Chacun a son pays natal, mais ceux qui ont le même n’en ont pas la même image. Il en va toujours ainsi du côté de l’origine car la nostalgie l’emporte sur la réalité, d’ailleurs inaccessible. Cela devrait conduire à s’interroger sur la nature des images, mais où irions-nous si leur matière partait en fumée ? Et quel dérangement si les appareils qui nous servent à fixer rencontres, amours et paysages se révélaient n’être que des attrape fumées ?
L’Égaré en est là avec sa conscience, un œil tourné vers la fenêtre qu’il est sûr de reconnaître, et l’autre vers quelque chose que, justement, il ne reconnaît pas. Ne s’agirait-il pas d’une apparition ? Sauf qu’un tel phénomène est inconcevable de nos jours. Oui, mais pourquoi n’en serais-je pas gratifié comme d’une surprise ou d’un cadeau ? Après tant de services rendus, et toujours du côté de la seule utilité, il serait temps que notre vue s’en dédommage en s’ouvrant un peu à l’inconnu (…).
Maintenant, je regarde alentour puis je ferme les yeux pour mesurer ce qu’il reste du monde sous mes paupières.
Bientôt, je ne vois plus qu’une masse grise surmontée d’une barre lumineuse, et j’espère voir glisser l’un sur l’autre le positif et le négatif de ces images dans le mouvement d’une révélation réciproque.
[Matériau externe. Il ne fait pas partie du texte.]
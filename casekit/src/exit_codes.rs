//! Stable exit codes for the `casekit` and `scenario` binaries.

/// Command succeeded (model valid, scenario checks passed).
pub const OK: i32 = 0;
/// Invalid input: unreadable or invalid model, config or scenario file.
pub const INVALID: i32 = 1;
/// A scenario ran to the end but at least one check failed.
pub const FAILED: i32 = 2;
/// A scenario step was rejected by the engine.
pub const ERROR: i32 = 3;
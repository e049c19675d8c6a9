//! Termination cascade.
//!
//! Exiting or terminating an execution walks its subtree bottom-up: the
//! target takes the triggering transition, every live descendant takes
//! `parentTerminate`. Events are queued, not routed inline, so sentries only
//! observe the subtree after it has been removed as a whole.

use tracing::debug;

use crate::core::lifecycle::Transition;
use crate::core::types::ExecutionId;
use crate::engine::error::EngineResult;
use crate::engine::unit::UnitOfWork;

impl UnitOfWork<'_> {
    pub(super) fn exit(&mut self, target: ExecutionId) -> EngineResult<()> {
        self.terminate_subtree(target, Transition::Exit)
    }

    /// Terminate `target` with `transition` and its descendants with
    /// `parentTerminate`, then remove the subtree.
    pub(super) fn terminate_subtree(
        &mut self,
        target: ExecutionId,
        transition: Transition,
    ) -> EngineResult<()> {
        let subtree = self.instance.subtree_post_order(target);
        debug!(%target, size = subtree.len(), transition = transition.name(), "terminating subtree");
        for node in subtree {
            let Some(execution) = self.instance.get(node) else {
                continue;
            };
            if execution.state().is_terminal() {
                continue;
            }
            let transition = if node == target {
                transition
            } else {
                Transition::ParentTerminate
            };
            self.apply(node, transition)?;
        }
        self.finish_execution(target);
        Ok(())
    }
}
//! Result capture and persistence.
//!
//! Writes run metadata and the final execution tree to the results directory
//! for later analysis.

use std::fs;
use std::path::{Path, PathBuf};

use anyhow::{Context, Result};
use casekit::engine::ExecutionSnapshot;
use chrono::{DateTime, Utc};
use serde::{Deserialize, Serialize};
use sha2::{Digest, Sha256};
use tracing::{debug, instrument, warn};

use crate::harness::ScriptReport;
use crate::outcome::Outcome;

/// Input for capturing results from a completed run.
#[derive(Debug)]
pub struct CaptureInput<'a> {
    pub scenario_id: &'a str,
    pub scenario_path: &'a Path,
    pub model_path: &'a Path,
    pub definition_id: &'a str,
    pub run_id: &'a str,
    pub script: &'a ScriptReport,
    /// Final execution tree; `None` once the case instance is closed.
    pub tree: Option<&'a ExecutionSnapshot>,
    pub started_at: DateTime<Utc>,
    pub finished_at: DateTime<Utc>,
}

/// Metadata for a scenario run, persisted to `meta.json`.
#[derive(Debug, Serialize, Deserialize, Clone)]
pub struct RunMeta {
    pub scenario_id: String,
    pub run_id: String,
    /// SHA-256 hash of the scenario file for reproducibility tracking.
    pub scenario_hash: String,
    /// SHA-256 hash of the case model file.
    pub model_hash: String,
    pub definition_id: String,
    pub outcome: Option<Outcome>,
    pub start_time: String,
    pub end_time: String,
    pub duration_secs: f64,
    pub steps_executed: usize,
    /// Message of the rejected step, if any.
    pub error: Option<String>,
    /// Non-fatal errors encountered during capture.
    pub errors: Vec<String>,
}

/// Capture results from a completed run to the results directory.
#[instrument(skip_all, fields(scenario_id = %input.scenario_id, run_id = %input.run_id))]
pub fn capture_results(base_dir: &Path, input: &CaptureInput<'_>) -> Result<PathBuf> {
    let results_dir = results_dir(base_dir, input.scenario_id, input.run_id);
    fs::create_dir_all(&results_dir)
        .with_context(|| format!("create results dir {}", results_dir.display()))?;

    let mut errors = Vec::new();
    let scenario_hash = hash_or_record(input.scenario_path, "scenario hash", &mut errors);
    let model_hash = hash_or_record(input.model_path, "model hash", &mut errors);

    if let Some(tree) = input.tree {
        let tree_path = results_dir.join("tree.json");
        if let Err(err) = write_json(&tree_path, tree) {
            errors.push(format!("tree.json: {err:#}"));
        }
    }

    if !errors.is_empty() {
        warn!(errors = ?errors, "artifact capture had errors");
    }

    let duration = input.finished_at - input.started_at;
    let meta = RunMeta {
        scenario_id: input.scenario_id.to_string(),
        run_id: input.run_id.to_string(),
        scenario_hash,
        model_hash,
        definition_id: input.definition_id.to_string(),
        outcome: None,
        start_time: input.started_at.to_rfc3339(),
        end_time: input.finished_at.to_rfc3339(),
        duration_secs: duration.num_milliseconds() as f64 / 1000.0,
        steps_executed: input.script.steps_executed,
        error: input
            .script
            .failure
            .as_ref()
            .map(|failure| format!("{}: {}", failure.step, failure.message)),
        errors,
    };

    write_json(&results_dir.join("meta.json"), &meta)?;
    debug!(results_dir = %results_dir.display(), "results captured");
    Ok(results_dir)
}

pub fn update_outcome(results_dir: &Path, outcome: Outcome) -> Result<()> {
    let meta_path = results_dir.join("meta.json");
    let mut meta: RunMeta = serde_json::from_str(
        &fs::read_to_string(&meta_path).with_context(|| format!("read {}", meta_path.display()))?,
    )
    .context("parse meta")?;
    meta.outcome = Some(outcome);
    write_json(&meta_path, &meta)?;
    Ok(())
}

pub fn results_dir(base_dir: &Path, scenario_id: &str, run_id: &str) -> PathBuf {
    base_dir.join(scenario_id).join(run_id)
}

fn write_json<T: Serialize>(path: &Path, value: &T) -> Result<()> {
    let contents = serde_json::to_string_pretty(value).context("serialize json")?;
    fs::write(path, format!("{contents}\n"))
        .with_context(|| format!("write {}", path.display()))?;
    Ok(())
}

fn hash_or_record(path: &Path, label: &str, errors: &mut Vec<String>) -> String {
    match file_sha256(path) {
        Ok(hash) => hash,
        Err(err) => {
            errors.push(format!("{label}: {err:#}"));
            String::new()
        }
    }
}

fn file_sha256(path: &Path) -> Result<String> {
    let contents = fs::read(path).with_context(|| format!("read {}", path.display()))?;
    let mut hasher = Sha256::new();
    hasher.update(contents);
    let digest = hasher.finalize();
    Ok(hex::encode(digest))
}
J’attends et ne suis sûr de rien car tout grisonne et se brouille. Je rouvre les yeux et m’étonne que rien n’ait bougé si bien que chaque partie du monde est toujours à la même place. Et l’horizon est tout juste un peu plus nuageux, mais la lumière n’en est que plus douce sur les pentes de la falaise et la cime des arbres.
Bernard Noël, extrait de Regards de l’égaré, éditions nonpareilles, 2013.